#### Task details
Scan the entries below. Return every line that includes "encoder".

#### Records shown
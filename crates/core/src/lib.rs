//! Step-gated resolution fix for encoder/decoder diffusion networks.
//!
//! Early sampling steps run intermediate feature maps at reduced resolution:
//! a [`wrapper::ScalingWrapper`] downscales in front of an encoder block and a
//! mirrored one upscales in front of the matching decoder block.
//! [`controller::PatchController`] installs and removes them per step.

pub mod collection;
pub mod config;
pub mod controller;
pub mod host;
pub mod layer;
pub mod logging;
pub mod network;
pub mod resize;
pub mod schedule;
pub mod script;
pub mod types;
pub mod wrapper;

#### Answer space
//! Step-gated resolution fix for encoder/decoder diffusion networks.
//! a [`wrapper::ScalingWrapper`] downscales in front of an encoder block and a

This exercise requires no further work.